季慄蹲下身揉了揉哈比的臉,貓扭身跑開了,尾巴還在空中搖晃,她起身拉住行李箱,笑著往客廳走。
“你洗完澡就快去休息,我去超市買點菜和水果。”
寧郃小心地護著花,彎腰換好拖鞋,也不管身上的溼外套,走到客廳,挑了個顯眼的位置放下,扶起一支歪斜的茉莉,展平包花紙,掏出手機先拍一張。
這一路花和人都淋了雨,花瓣上掛著細碎晶瑩的水珠,淚似的,襯得素雅的白竟多了點柔而不媚的韻味。
畫面定格,連同背景裡蹲下身倒貓糧的季慄也一起拍了進去,貓乖巧地坐在她腳邊等著,脖子上繫著小巧的鈴鐺。
寧郃盯著照片出神,在天上飄了好久的心總算落了地,安安穩穩的——
他慶幸自己沒有選擇留在新加坡。
寧郃久違地發了朋友圈,算是為這次拼上前途與理想的抉擇畫下句號。
他走到季慄身邊蹲下,靠著她的肩,輕聲地請求:“栗子,陪我躺一會吧。”
“好啊,你先去洗澡。”
季慄把貓糧放回櫃子裡,又開了盒罐頭,加水攪拌好放在另一格,摸了摸哈比的腦袋,轉頭在寧郃唇上親了一口。

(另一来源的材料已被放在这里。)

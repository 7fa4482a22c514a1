//! Streaming POST calls decoded into SSE events.

use std::ops::ControlFlow;

use async_trait::async_trait;
use serde_json::Value;
use tidal_core::{parse_frame, Batching, EndpointKind, FrameDecoder, ParsedEvent};
use tokio::sync::mpsc;
use tokio::task::JoinHandle;
use tokio_util::sync::CancellationToken;
use tracing::{debug, info};

use crate::context::{with_bearer, ClientContext};
use crate::error::ClientError;
use crate::policy::{FailurePolicy, StatusClass};
use crate::refresh::SessionRefresher;

/// Receives decoded event batches in arrival order.
#[async_trait]
pub trait EventSink: Send {
    /// Returning `Break` stops the stream as if it had been cancelled.
    async fn deliver(&mut self, batch: Vec<ParsedEvent>) -> ControlFlow<()>;
}

/// Adapts a closure into an [`EventSink`].
pub struct FnSink<F>(pub F);

#[async_trait]
impl<F> EventSink for FnSink<F>
where
    F: FnMut(Vec<ParsedEvent>) + Send,
{
    async fn deliver(&mut self, batch: Vec<ParsedEvent>) -> ControlFlow<()> {
        (self.0)(batch);
        ControlFlow::Continue(())
    }
}

#[async_trait]
impl EventSink for Vec<Vec<ParsedEvent>> {
    async fn deliver(&mut self, batch: Vec<ParsedEvent>) -> ControlFlow<()> {
        self.push(batch);
        ControlFlow::Continue(())
    }
}

#[async_trait]
impl EventSink for mpsc::Sender<Vec<ParsedEvent>> {
    async fn deliver(&mut self, batch: Vec<ParsedEvent>) -> ControlFlow<()> {
        match self.send(batch).await {
            Ok(()) => ControlFlow::Continue(()),
            Err(_) => ControlFlow::Break(()),
        }
    }
}

#[derive(Debug, Clone, Default)]
pub struct StreamOptions {
    pub cancel: Option<CancellationToken>,
    /// Overrides the configured batching for this call.
    pub batching: Option<Batching>,
    /// Treat the endpoint as public regardless of its path.
    pub public: bool,
}

impl StreamOptions {
    pub fn with_cancel(mut self, cancel: CancellationToken) -> Self {
        self.cancel = Some(cancel);
        self
    }

    pub fn with_batching(mut self, batching: Batching) -> Self {
        self.batching = Some(batching);
        self
    }

    pub fn public(mut self) -> Self {
        self.public = true;
        self
    }
}

#[derive(Debug, Clone, Default, PartialEq, Eq)]
pub struct StreamSummary {
    pub chunks: usize,
    pub bytes: usize,
    pub frames: usize,
    pub events: usize,
    pub batches: usize,
    /// Whether the call needed its refresh hop.
    pub refreshed: bool,
}

#[derive(Clone)]
pub struct StreamRequester {
    ctx: ClientContext,
    refresher: SessionRefresher,
    policy: FailurePolicy,
}

impl StreamRequester {
    pub(crate) fn new(ctx: ClientContext, refresher: SessionRefresher) -> Self {
        let policy = FailurePolicy::new(ctx.clone(), refresher.clone());
        Self {
            ctx,
            refresher,
            policy,
        }
    }

    /// Opens one streaming call and drives it to completion.
    ///
    /// A `401` on a refreshable endpoint is recovered with at most one refresh
    /// and one reissue of the identical request; every other failure is
    /// surfaced once through the notifier and returned.
    pub async fn open<S>(
        &self,
        url: &str,
        payload: &Value,
        sink: &mut S,
        options: &StreamOptions,
    ) -> Result<StreamSummary, ClientError>
    where
        S: EventSink + ?Sized,
    {
        let target = self.ctx.config.resolve_url(url)?;
        let kind = self.ctx.classify(&target, options.public);
        let cancel = options.cancel.clone().unwrap_or_default();
        let batching = options.batching.unwrap_or(self.ctx.config.batching);

        let token = self.ctx.tokens.access_token()?;
        let mut response = self
            .send(&target, payload, token.as_deref(), &cancel)
            .await?;
        let mut refreshed = false;
        loop {
            match StatusClass::of(response.status()) {
                StatusClass::Success => break,
                StatusClass::Unauthorized if kind.is_refreshable() && !refreshed => {
                    debug!(event = "stream_needs_refresh", url = %target);
                    // The refresher has already told the user when this fails.
                    let token = tokio::select! {
                        biased;
                        _ = cancel.cancelled() => return Err(ClientError::Aborted),
                        token = self.refresher.refresh() => token?,
                    };
                    refreshed = true;
                    response = self.send(&target, payload, Some(&token), &cancel).await?;
                }
                StatusClass::Unauthorized => {
                    let kind = if refreshed { EndpointKind::Refreshable } else { kind };
                    return Err(self.policy.reject_unauthorized(kind, response).await);
                }
                StatusClass::Failure => return Err(self.policy.reject_status(response).await),
            }
        }

        let mut summary = self.pump(response, sink, batching, &cancel).await?;
        summary.refreshed = refreshed;
        info!(
            event = "stream_completed",
            url = %target,
            events = summary.events,
            batches = summary.batches,
            refreshed
        );
        Ok(summary)
    }

    /// Runs [`open`](Self::open) on a task, delivering batches through a
    /// bounded channel. Dropping the receiver stops the stream.
    pub fn open_channel(
        &self,
        url: &str,
        payload: Value,
        options: StreamOptions,
    ) -> (
        mpsc::Receiver<Vec<ParsedEvent>>,
        JoinHandle<Result<StreamSummary, ClientError>>,
    ) {
        let (mut tx, rx) = mpsc::channel(self.ctx.config.channel_capacity.max(1));
        let requester = self.clone();
        let url = url.to_string();
        let handle = tokio::spawn(async move {
            requester.open(&url, &payload, &mut tx, &options).await
        });
        (rx, handle)
    }

    async fn send(
        &self,
        target: &reqwest::Url,
        payload: &Value,
        token: Option<&str>,
        cancel: &CancellationToken,
    ) -> Result<reqwest::Response, ClientError> {
        let request = with_bearer(self.ctx.http.post(target.clone()), token)
            .header(reqwest::header::ACCEPT, "text/event-stream")
            .json(payload);
        tokio::select! {
            biased;
            _ = cancel.cancelled() => Err(ClientError::Aborted),
            sent = request.send() => sent.map_err(|err| self.policy.reject_transport(err)),
        }
    }

    async fn pump<S>(
        &self,
        mut response: reqwest::Response,
        sink: &mut S,
        batching: Batching,
        cancel: &CancellationToken,
    ) -> Result<StreamSummary, ClientError>
    where
        S: EventSink + ?Sized,
    {
        let mut decoder = FrameDecoder::new();
        let mut summary = StreamSummary::default();

        loop {
            let chunk = tokio::select! {
                biased;
                _ = cancel.cancelled() => {
                    debug!(event = "stream_aborted", chunks = summary.chunks);
                    return Err(ClientError::Aborted);
                }
                chunk = response.chunk() => chunk.map_err(|err| self.policy.reject_transport(err))?,
            };
            let Some(chunk) = chunk else {
                break;
            };
            summary.chunks += 1;
            summary.bytes += chunk.len();

            let frames = decoder.push(&chunk);
            if deliver(&frames, batching, sink, &mut summary, cancel)
                .await
                .is_break()
            {
                return Err(ClientError::Aborted);
            }
        }
        drop(response);

        if let Some(rest) = decoder.finish() {
            debug!(event = "stream_flushed_tail", bytes = rest.len());
            if deliver(&[rest], batching, sink, &mut summary, cancel)
                .await
                .is_break()
            {
                return Err(ClientError::Aborted);
            }
        }
        Ok(summary)
    }
}

async fn deliver<S>(
    frames: &[String],
    batching: Batching,
    sink: &mut S,
    summary: &mut StreamSummary,
    cancel: &CancellationToken,
) -> ControlFlow<()>
where
    S: EventSink + ?Sized,
{
    summary.frames += frames.len();
    let batches: Vec<Vec<ParsedEvent>> = match batching {
        Batching::PerChunk => vec![frames.iter().flat_map(|frame| parse_frame(frame)).collect()],
        Batching::PerFrame => frames.iter().map(|frame| parse_frame(frame)).collect(),
    };
    for batch in batches.into_iter().filter(|batch| !batch.is_empty()) {
        if cancel.is_cancelled() {
            return ControlFlow::Break(());
        }
        summary.events += batch.len();
        summary.batches += 1;
        if sink.deliver(batch).await.is_break() {
            return ControlFlow::Break(());
        }
    }
    ControlFlow::Continue(())
}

動作快到寧郃都沒反應過來,還傻愣在原地,保持著蹲姿。
直到季慄站起身,寧郃急忙追上去,拽住她的手腕,從身後抱住她,另一隻手纏住肩,一點點收縮,下巴壓在頭頂上,看窗外的世界被雨簾籠罩。
鈴鐺輕晃,清脆的聲音在客廳迴盪,季慄安然地靠在寧郃懷裡,聽見他用低沉的聲音說:
“栗子,沒你我要活不了了。”
可是沒有誰離了誰會活不了,他們都清楚。
季慄笑了,很苦惱地問:“那以後我比你先走或者你比我先走怎麼辦?”
寧郃不想去思考這種問題,只是開著玩笑:“說不定以後能實現賽博永生呢。”
“聽起來挺有‘盼頭’的。”
寧郃輕笑一聲,摘下眼鏡勾在手裡,低頭親了親季慄的發尖,帶著她往前走。
兩個人擁在一起,像是笨拙的企鵝,一步步挪近沙發,又在腿觸到邊緣的那刻轟然倒下,笑作一團。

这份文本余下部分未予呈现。